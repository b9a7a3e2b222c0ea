//! Typed instances produced by the interpreter.
//!
//! An [`Instance`] mirrors what a generated builder returns for the same
//! class: string arrays and blobs hold their single value, messages hold the
//! fields that were set. A field missing from [`Message::fields`] is at its
//! zero value.

use serde::Serialize;
use std::collections::BTreeMap;

#[derive(Debug, Clone, PartialEq, Serialize)]
#[serde(untagged)]
pub enum Instance {
    StringArray(Vec<String>),
    Blob(String),
    Message(Message),
}

impl Instance {
    #[must_use]
    pub fn as_message(&self) -> Option<&Message> {
        match self {
            Self::Message(message) => Some(message),
            _ => None,
        }
    }

    #[must_use]
    pub fn as_string_array(&self) -> Option<&[String]> {
        match self {
            Self::StringArray(values) => Some(values),
            _ => None,
        }
    }

    #[must_use]
    pub fn as_blob(&self) -> Option<&str> {
        match self {
            Self::Blob(text) => Some(text),
            _ => None,
        }
    }
}

/// Instance of a map-backed class.
#[derive(Debug, Clone, Default, PartialEq, Serialize)]
pub struct Message {
    #[serde(rename = "class")]
    pub class_name: String,

    #[serde(skip_serializing_if = "BTreeMap::is_empty")]
    pub fields: BTreeMap<String, FieldValue>,

    /// Active branch of a oneOf wrapper.
    #[serde(rename = "oneof", skip_serializing_if = "Option::is_none")]
    pub one_of: Option<OneOf>,
}

impl Message {
    #[must_use]
    pub fn new(class_name: impl Into<String>) -> Self {
        Self {
            class_name: class_name.into(),
            ..Self::default()
        }
    }

    /// Field by property name; `None` means zero-valued.
    #[must_use]
    pub fn get(&self, property: &str) -> Option<&FieldValue> {
        self.fields.get(property)
    }

    pub fn set(&mut self, property: impl Into<String>, value: FieldValue) {
        self.fields.insert(property.into(), value);
    }

    /// True when no field is set and no branch is active.
    #[must_use]
    pub fn is_zero(&self) -> bool {
        self.fields.is_empty() && self.one_of.is_none()
    }
}

/// The selected branch of a discriminated union.
#[derive(Debug, Clone, PartialEq, Serialize)]
pub struct OneOf {
    #[serde(rename = "class")]
    pub class_name: String,
    pub instance: Box<Instance>,
}

/// Value of a set field.
#[derive(Debug, Clone, PartialEq, Serialize)]
#[serde(untagged)]
pub enum FieldValue {
    String(String),
    Int(i64),
    Float(f64),
    Bool(bool),
    Strings(Vec<String>),
    Ints(Vec<i64>),
    Floats(Vec<f64>),
    Bools(Vec<bool>),
    Message(Box<Instance>),
    Messages(Vec<Instance>),
    StringMap(BTreeMap<String, String>),
    MessageMap(BTreeMap<String, Instance>),
}

impl FieldValue {
    #[must_use]
    pub fn as_str(&self) -> Option<&str> {
        match self {
            Self::String(s) => Some(s),
            _ => None,
        }
    }

    #[must_use]
    pub fn as_i64(&self) -> Option<i64> {
        match self {
            Self::Int(n) => Some(*n),
            _ => None,
        }
    }

    #[must_use]
    pub fn as_f64(&self) -> Option<f64> {
        match self {
            Self::Float(n) => Some(*n),
            _ => None,
        }
    }

    #[must_use]
    pub fn as_bool(&self) -> Option<bool> {
        match self {
            Self::Bool(b) => Some(*b),
            _ => None,
        }
    }

    #[must_use]
    pub fn as_strings(&self) -> Option<&[String]> {
        match self {
            Self::Strings(values) => Some(values),
            _ => None,
        }
    }

    #[must_use]
    pub fn as_instance(&self) -> Option<&Instance> {
        match self {
            Self::Message(instance) => Some(instance),
            _ => None,
        }
    }

    #[must_use]
    pub fn as_instances(&self) -> Option<&[Instance]> {
        match self {
            Self::Messages(instances) => Some(instances),
            _ => None,
        }
    }

    #[must_use]
    pub fn as_string_map(&self) -> Option<&BTreeMap<String, String>> {
        match self {
            Self::StringMap(map) => Some(map),
            _ => None,
        }
    }

    #[must_use]
    pub fn as_instance_map(&self) -> Option<&BTreeMap<String, Instance>> {
        match self {
            Self::MessageMap(map) => Some(map),
            _ => None,
        }
    }
}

⁂

* _What is required_: Starting with the first entry and ending with the last, give all of them again unchanged.

* _Task response_:
repository b9a7a3e2b222c0ea
//! Typed instances produced by the interpreter.
//!
//! An [`Instance`] mirrors what a generated builder returns for the same
//! class: string arrays and blobs hold their single value, messages hold the
//! fields that were set. A field missing from [`Message::fields`] is at its
//! zero value.

use serde::Serialize;
use std::collections::BTreeMap;

#[derive(Debug, Clone, PartialEq, Serialize)]
#[serde(untagged)]
pub enum Instance {
    StringArray(Vec<String>),
    Blob(String),
    Message(Message),
}

impl Instance {
    #[must_use]
    pub fn as_message(&self) -> Option<&Message> {
        match self {
            Self::Message(message) => Some(message),
            _ => None,
        }
    }

    #[must_use]
    pub fn as_string_array(&self) -> Option<&[String]> {
        match self {
            Self::StringArray(values) => Some(values),
            _ => None,
        }
    }

    #[must_use]
    pub fn as_blob(&self) -> Option<&str> {
        match self {
            Self::Blob(text) => Some(text),
            _ => None,
        }
    }
}

/// Instance of a map-backed class.
#[derive(Debug, Clone, Default, PartialEq, Serialize)]
pub struct Message {
    #[serde(rename = "class")]
    pub class_name: String,

    #[serde(skip_serializing_if = "BTreeMap::is_empty")]
    pub fields: BTreeMap<String, FieldValue>,

    /// Active branch of a oneOf wrapper.
    #[serde(rename = "oneof", skip_serializing_if = "Option::is_none")]
    pub one_of: Option<OneOf>,
}

impl Message {
    #[must_use]
    pub fn new(class_name: impl Into<String>) -> Self {
        Self {
            class_name: class_name.into(),
            ..Self::default()
        }
    }

    /// Field by property name; `None` means zero-valued.
    #[must_use]
    pub fn get(&self, property: &str) -> Option<&FieldValue> {
        self.fields.get(property)
    }

    pub fn set(&mut self, property: impl Into<String>, value: FieldValue) {
        self.fields.insert(property.into(), value);
    }

    /// True when no field is set and no branch is active.
    #[must_use]
    pub fn is_zero(&self) -> bool {
        self.fields.is_empty() && self.one_of.is_none()
    }
}

/// The selected branch of a discriminated union.
#[derive(Debug, Clone, PartialEq, Serialize)]
pub struct OneOf {
    #[serde(rename = "class")]
    pub class_name: String,
    pub instance: Box<Instance>,
}

/// Value of a set field.
#[derive(Debug, Clone, PartialEq, Serialize)]
#[serde(untagged)]
pub enum FieldValue {
    String(String),
    Int(i64),
    Float(f64),
    Bool(bool),
    Strings(Vec<String>),
    Ints(Vec<i64>),
    Floats(Vec<f64>),
    Bools(Vec<bool>),
    Message(Box<Instance>),
    Messages(Vec<Instance>),
    StringMap(BTreeMap<String, String>),
    MessageMap(BTreeMap<String, Instance>),
}

impl FieldValue {
    #[must_use]
    pub fn as_str(&self) -> Option<&str> {
        match self {
            Self::String(s) => Some(s),
            _ => None,
        }
    }

    #[must_use]
    pub fn as_i64(&self) -> Option<i64> {
        match self {
            Self::Int(n) => Some(*n),
            _ => None,
        }
    }

    #[must_use]
    pub fn as_f64(&self) -> Option<f64> {
        match self {
            Self::Float(n) => Some(*n),
            _ => None,
        }
    }

    #[must_use]
    pub fn as_bool(&self) -> Option<bool> {
        match self {
            Self::Bool(b) => Some(*b),
            _ => None,
        }
    }

    #[must_use]
    pub fn as_strings(&self) -> Option<&[String]> {
        match self {
            Self::Strings(values) => Some(values),
            _ => None,
        }
    }

    #[must_use]
    pub fn as_instance(&self) -> Option<&Instance> {
        match self {
            Self::Message(instance) => Some(instance),
            _ => None,
        }
    }

    #[must_use]
    pub fn as_instances(&self) -> Option<&[Instance]> {
        match self {
            Self::Messages(instances) => Some(instances),
            _ => None,
        }
    }

    #[must_use]
    pub fn as_string_map(&self) -> Option<&BTreeMap<String, String>> {
        match self {
            Self::StringMap(map) => Some(map),
            _ => None,
        }
    }

    #[must_use]
    pub fn as_instance_map(&self) -> Option<&BTreeMap<String, Instance>> {
        match self {
            Self::MessageMap(map) => Some(map),
            _ => None,
        }
    }
}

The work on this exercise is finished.